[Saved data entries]
────────────────

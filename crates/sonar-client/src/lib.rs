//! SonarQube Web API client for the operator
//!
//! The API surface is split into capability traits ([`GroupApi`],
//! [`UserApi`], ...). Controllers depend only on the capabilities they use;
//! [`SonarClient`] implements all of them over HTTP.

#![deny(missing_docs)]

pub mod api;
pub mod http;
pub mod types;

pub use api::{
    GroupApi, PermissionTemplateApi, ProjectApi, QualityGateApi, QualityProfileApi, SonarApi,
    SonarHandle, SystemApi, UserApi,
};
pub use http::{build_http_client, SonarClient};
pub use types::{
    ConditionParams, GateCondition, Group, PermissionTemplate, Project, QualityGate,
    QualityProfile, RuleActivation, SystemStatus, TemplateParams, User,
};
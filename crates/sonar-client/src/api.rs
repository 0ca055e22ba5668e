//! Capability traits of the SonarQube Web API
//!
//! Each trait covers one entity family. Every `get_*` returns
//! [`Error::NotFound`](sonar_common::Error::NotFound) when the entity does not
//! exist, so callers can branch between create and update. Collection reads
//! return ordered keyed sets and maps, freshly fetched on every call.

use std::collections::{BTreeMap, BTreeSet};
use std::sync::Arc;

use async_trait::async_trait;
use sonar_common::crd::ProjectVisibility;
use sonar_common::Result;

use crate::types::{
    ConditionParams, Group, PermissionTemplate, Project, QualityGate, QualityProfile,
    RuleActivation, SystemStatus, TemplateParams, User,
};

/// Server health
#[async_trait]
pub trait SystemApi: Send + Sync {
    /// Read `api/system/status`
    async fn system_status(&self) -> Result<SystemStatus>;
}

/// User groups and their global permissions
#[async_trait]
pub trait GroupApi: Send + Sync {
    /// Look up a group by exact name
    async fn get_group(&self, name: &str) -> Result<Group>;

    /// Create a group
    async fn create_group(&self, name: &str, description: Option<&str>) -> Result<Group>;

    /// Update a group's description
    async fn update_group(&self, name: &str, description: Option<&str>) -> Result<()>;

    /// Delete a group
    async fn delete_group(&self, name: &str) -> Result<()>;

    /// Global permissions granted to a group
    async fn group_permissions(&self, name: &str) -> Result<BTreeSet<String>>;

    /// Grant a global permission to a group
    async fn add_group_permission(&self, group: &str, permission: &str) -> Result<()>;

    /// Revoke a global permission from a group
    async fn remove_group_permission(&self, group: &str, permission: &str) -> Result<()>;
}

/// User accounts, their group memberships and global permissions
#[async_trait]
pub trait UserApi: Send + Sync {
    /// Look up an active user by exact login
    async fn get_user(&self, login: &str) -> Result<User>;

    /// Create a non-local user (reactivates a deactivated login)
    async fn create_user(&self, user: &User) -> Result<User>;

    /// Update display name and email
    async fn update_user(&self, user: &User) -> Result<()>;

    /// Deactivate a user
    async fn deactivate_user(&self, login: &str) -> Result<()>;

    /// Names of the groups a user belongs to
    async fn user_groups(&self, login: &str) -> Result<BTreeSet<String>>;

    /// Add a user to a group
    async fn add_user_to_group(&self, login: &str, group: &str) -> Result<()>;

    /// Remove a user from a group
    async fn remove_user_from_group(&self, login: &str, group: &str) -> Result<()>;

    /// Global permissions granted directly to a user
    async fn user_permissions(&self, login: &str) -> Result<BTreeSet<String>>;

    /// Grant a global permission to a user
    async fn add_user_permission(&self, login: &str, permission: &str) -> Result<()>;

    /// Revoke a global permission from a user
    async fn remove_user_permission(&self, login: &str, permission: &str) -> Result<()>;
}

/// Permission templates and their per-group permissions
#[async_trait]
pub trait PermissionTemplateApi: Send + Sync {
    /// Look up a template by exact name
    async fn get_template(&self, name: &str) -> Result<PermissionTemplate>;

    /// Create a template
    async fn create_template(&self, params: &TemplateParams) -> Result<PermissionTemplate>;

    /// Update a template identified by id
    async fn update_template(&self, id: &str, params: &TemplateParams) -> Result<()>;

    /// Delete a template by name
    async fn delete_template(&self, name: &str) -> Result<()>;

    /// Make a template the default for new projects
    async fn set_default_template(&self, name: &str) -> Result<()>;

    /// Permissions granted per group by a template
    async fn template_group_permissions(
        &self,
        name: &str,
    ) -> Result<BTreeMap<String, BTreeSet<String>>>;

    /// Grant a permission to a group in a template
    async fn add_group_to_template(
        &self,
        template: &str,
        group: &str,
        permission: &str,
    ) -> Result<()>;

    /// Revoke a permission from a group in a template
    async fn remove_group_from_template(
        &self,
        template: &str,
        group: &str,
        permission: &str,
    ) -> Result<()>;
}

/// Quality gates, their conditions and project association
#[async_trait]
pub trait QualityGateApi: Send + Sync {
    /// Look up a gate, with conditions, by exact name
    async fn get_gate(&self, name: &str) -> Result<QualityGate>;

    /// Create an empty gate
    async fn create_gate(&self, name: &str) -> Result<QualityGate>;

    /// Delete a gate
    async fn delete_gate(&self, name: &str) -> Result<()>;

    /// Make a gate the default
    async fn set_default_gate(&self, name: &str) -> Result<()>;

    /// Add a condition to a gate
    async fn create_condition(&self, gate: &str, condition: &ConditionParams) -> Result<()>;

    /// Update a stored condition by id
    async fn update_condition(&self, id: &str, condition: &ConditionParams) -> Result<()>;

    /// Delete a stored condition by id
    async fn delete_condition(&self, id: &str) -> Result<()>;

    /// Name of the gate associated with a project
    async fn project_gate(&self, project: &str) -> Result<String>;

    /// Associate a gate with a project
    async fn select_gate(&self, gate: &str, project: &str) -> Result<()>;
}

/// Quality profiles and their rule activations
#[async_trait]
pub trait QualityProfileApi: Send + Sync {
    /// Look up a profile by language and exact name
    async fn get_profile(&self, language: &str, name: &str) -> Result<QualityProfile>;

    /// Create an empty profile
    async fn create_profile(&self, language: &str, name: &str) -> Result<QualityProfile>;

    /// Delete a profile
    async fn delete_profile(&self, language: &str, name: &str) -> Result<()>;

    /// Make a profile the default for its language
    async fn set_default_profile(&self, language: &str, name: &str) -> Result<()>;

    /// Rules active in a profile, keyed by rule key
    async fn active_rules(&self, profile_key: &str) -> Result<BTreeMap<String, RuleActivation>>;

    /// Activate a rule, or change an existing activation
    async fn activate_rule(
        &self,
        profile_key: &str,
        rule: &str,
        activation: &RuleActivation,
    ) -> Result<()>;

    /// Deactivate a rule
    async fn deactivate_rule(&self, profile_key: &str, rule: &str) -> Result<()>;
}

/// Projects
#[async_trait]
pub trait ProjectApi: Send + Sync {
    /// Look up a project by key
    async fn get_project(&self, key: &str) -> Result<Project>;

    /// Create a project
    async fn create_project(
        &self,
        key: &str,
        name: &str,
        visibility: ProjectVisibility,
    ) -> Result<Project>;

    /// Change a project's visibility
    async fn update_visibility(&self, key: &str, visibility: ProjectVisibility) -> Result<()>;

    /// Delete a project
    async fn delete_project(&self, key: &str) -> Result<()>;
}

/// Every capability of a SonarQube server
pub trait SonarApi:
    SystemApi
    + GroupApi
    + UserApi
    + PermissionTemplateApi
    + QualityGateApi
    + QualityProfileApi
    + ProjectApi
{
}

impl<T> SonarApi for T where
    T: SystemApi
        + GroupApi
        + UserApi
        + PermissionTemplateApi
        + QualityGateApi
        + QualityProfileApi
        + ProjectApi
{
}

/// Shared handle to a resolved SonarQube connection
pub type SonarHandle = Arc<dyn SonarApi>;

────────────────

Exercise instructions → The answer must be a single number: how many lines of the records contain the string "empty".

Answer to the problem → 2